Ma se invece prendiamo atto del fatto che l’avvenire è ancora tutto da decidere, allora sì che ci riappropriamo di quel potere di incidere attivamente su di esso, essendo noi, tanto come singoli individui quanto come collettività, una di quelle innumerevoli variabili che lo determineranno. Se il futuro è una continua sorpresa, allora è una nostra responsabilità quella di metterci in gioco in prima persona per immaginare (prima) e realizzare (poi) uno sviluppo positivo.

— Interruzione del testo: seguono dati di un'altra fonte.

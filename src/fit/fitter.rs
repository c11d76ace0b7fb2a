//! Fitting a single candidate form.
//!
//! Given the aggregated table and a `FitSpec`, we:
//! - pull the response and predictor columns as `f64`
//! - apply the requested transforms, resolving undefined values per `ZeroPolicy`
//! - solve OLS on the transformed pairs
//! - keep per-element residuals for diagnostics

use tracing::debug;

use crate::domain::{ElementStats, FitSpec, ModelFit, Residual, ZeroPolicy};
use crate::error::AppError;
use crate::math::fit_line;
use crate::report::formula::format_equation;

/// A transformed (x, y) observation tied to its element.
#[derive(Debug, Clone, PartialEq)]
pub struct Observation {
    pub symbol: String,
    pub x: f64,
    pub y: f64,
}

/// Transformed observations for one fit form, plus the symbols that were excluded.
#[derive(Debug, Clone, Default)]
pub struct PreparedData {
    pub observations: Vec<Observation>,
    pub excluded: Vec<String>,
}

/// Apply the form's transforms to every row.
///
/// A row is undefined when either transformed value is undefined (log of a
/// zero or negative count). Under `Exclude` such rows are set aside; under
/// `Fail` the first one aborts this fit.
pub fn prepare(table: &[ElementStats], spec: &FitSpec, policy: ZeroPolicy) -> Result<PreparedData, AppError> {
    let mut out = PreparedData {
        observations: Vec::with_capacity(table.len()),
        excluded: Vec::new(),
    };

    for row in table {
        let raw_x = row.record.value(spec.predictor);
        let raw_y = row.record.value(spec.response);
        let x = spec.predictor_transform.apply(raw_x);
        let y = spec.response_transform.apply(raw_y);

        match (x, y) {
            (Some(x), Some(y)) => out.observations.push(Observation {
                symbol: row.symbol().to_string(),
                x,
                y,
            }),
            _ => match policy {
                ZeroPolicy::Exclude => out.excluded.push(row.symbol().to_string()),
                ZeroPolicy::Fail => {
                    return Err(AppError::undefined_transform(format!(
                        "{}: element '{}' has {}={} and {}={}, which the transform cannot take.",
                        spec.label(),
                        row.symbol(),
                        spec.predictor.column_name(),
                        raw_x,
                        spec.response.column_name(),
                        raw_y
                    )));
                }
            },
        }
    }

    Ok(out)
}

/// Fit one candidate form over the aggregated table.
pub fn fit(table: &[ElementStats], spec: &FitSpec, policy: ZeroPolicy) -> Result<ModelFit, AppError> {
    let prepared = prepare(table, spec, policy)?;
    if !prepared.excluded.is_empty() {
        debug!(
            fit = %spec.label(),
            excluded = prepared.excluded.len(),
            "excluded rows with undefined transform"
        );
    }

    let x: Vec<f64> = prepared.observations.iter().map(|o| o.x).collect();
    let y: Vec<f64> = prepared.observations.iter().map(|o| o.y).collect();

    let line = fit_line(&x, &y).map_err(|e| {
        AppError::new(e.kind(), format!("{}: {}", spec.label(), e.message()))
    })?;

    let residuals = prepared
        .observations
        .iter()
        .map(|o| {
            let y_fit = line.predict(o.x);
            Residual {
                symbol: o.symbol.clone(),
                x: o.x,
                y_obs: o.y,
                y_fit,
                residual: o.y - y_fit,
            }
        })
        .collect();

    let equation = format_equation(line.slope, line.intercept)?;

    Ok(ModelFit {
        spec: *spec,
        slope: line.slope,
        intercept: line.intercept,
        r_squared: line.r_squared,
        equation,
        n_used: prepared.observations.len(),
        excluded: prepared.excluded,
        residuals,
    })
}

#[cfg(test)]
mod tests {
    use super::*;
    use crate::domain::{ElementMeta, ElementNetworkRecord, Transform, Variable};
    use crate::error::ErrorKind;

    fn row(symbol: &str, n_elements: u64, n_minerals: u64, n_localities: u64) -> ElementStats {
        ElementStats {
            record: ElementNetworkRecord {
                symbol: symbol.to_string(),
                n_elements,
                n_minerals,
                n_localities,
            },
            meta: ElementMeta::default(),
        }
    }

    fn log_log() -> FitSpec {
        FitSpec {
            response: Variable::Minerals,
            predictor: Variable::Elements,
            response_transform: Transform::Log,
            predictor_transform: Transform::Log,
        }
    }

    #[test]
    fn linear_fit_recovers_known_line() {
        let table: Vec<ElementStats> = (1..=10u64)
            .map(|i| row(&format!("E{i}"), i, 3 * i + 2, 10))
            .collect();
        let fit = fit(&table, &FitSpec::linear(Variable::Minerals, Variable::Elements), ZeroPolicy::Fail).unwrap();
        assert!((fit.slope - 3.0).abs() < 1e-9);
        assert!((fit.intercept - 2.0).abs() < 1e-9);
        assert_eq!(fit.r_squared_rounded(), 1.0);
        assert_eq!(fit.equation, "Y = 3X + 2");
        assert_eq!(fit.n_used, 10);
        assert!(fit.residuals.iter().all(|r| r.residual.abs() < 1e-9));
    }

    #[test]
    fn zero_rows_are_excluded_from_log_fits() {
        let table = vec![
            row("A", 1, 2, 0),
            row("B", 2, 4, 0),
            row("C", 4, 8, 0),
            row("Tc", 0, 0, 0),
        ];
        let fit = fit(&table, &log_log(), ZeroPolicy::Exclude).unwrap();
        assert_eq!(fit.excluded, vec!["Tc".to_string()]);
        assert_eq!(fit.n_used, 3);
        assert!((fit.slope - 1.0).abs() < 1e-9);
        assert!((fit.intercept - 2f64.ln()).abs() < 1e-9);
    }

    #[test]
    fn zero_rows_fail_fast_when_requested() {
        let table = vec![row("A", 1, 2, 0), row("Tc", 0, 0, 0), row("B", 2, 5, 0)];
        let err = fit(&table, &log_log(), ZeroPolicy::Fail).unwrap_err();
        assert_eq!(err.kind(), ErrorKind::UndefinedTransform);
        assert!(err.message().contains("'Tc'"));
    }

    #[test]
    fn zero_counts_are_fine_for_linear_fits() {
        let table = vec![row("A", 0, 1, 0), row("B", 1, 3, 0), row("C", 2, 5, 0)];
        let fit = fit(&table, &FitSpec::linear(Variable::Minerals, Variable::Elements), ZeroPolicy::Fail).unwrap();
        assert!(fit.excluded.is_empty());
        assert!((fit.slope - 2.0).abs() < 1e-9);
    }

    #[test]
    fn degenerate_fit_names_the_relationship() {
        let table = vec![row("A", 3, 1, 0), row("B", 3, 2, 0)];
        let err = fit(&table, &FitSpec::linear(Variable::Minerals, Variable::Elements), ZeroPolicy::Exclude)
            .unwrap_err();
        assert_eq!(err.kind(), ErrorKind::DegenerateFit);
        assert!(err.message().starts_with("n_minerals ~ n_elements"));
    }
}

Dalla previsione alla costruzione del futuro

E se anche tra queste sorprese si anniderà qualche problema, è altrettanto nostra responsabilità quella di allenare le nostre risorse e le nostre potenzialità in modo da potervi rispondere, poterlo affrontare, invece di metterci sulla difensiva o scappare di fronte ad esso. Insomma, nessuno di noi sa realmente come apparirà il mondo dopo la fine della quarantena. Semplicemente, accettiamolo. Smettiamola di cercare di prevedere il futuro e iniziamo ad impegnarci per costruirlo.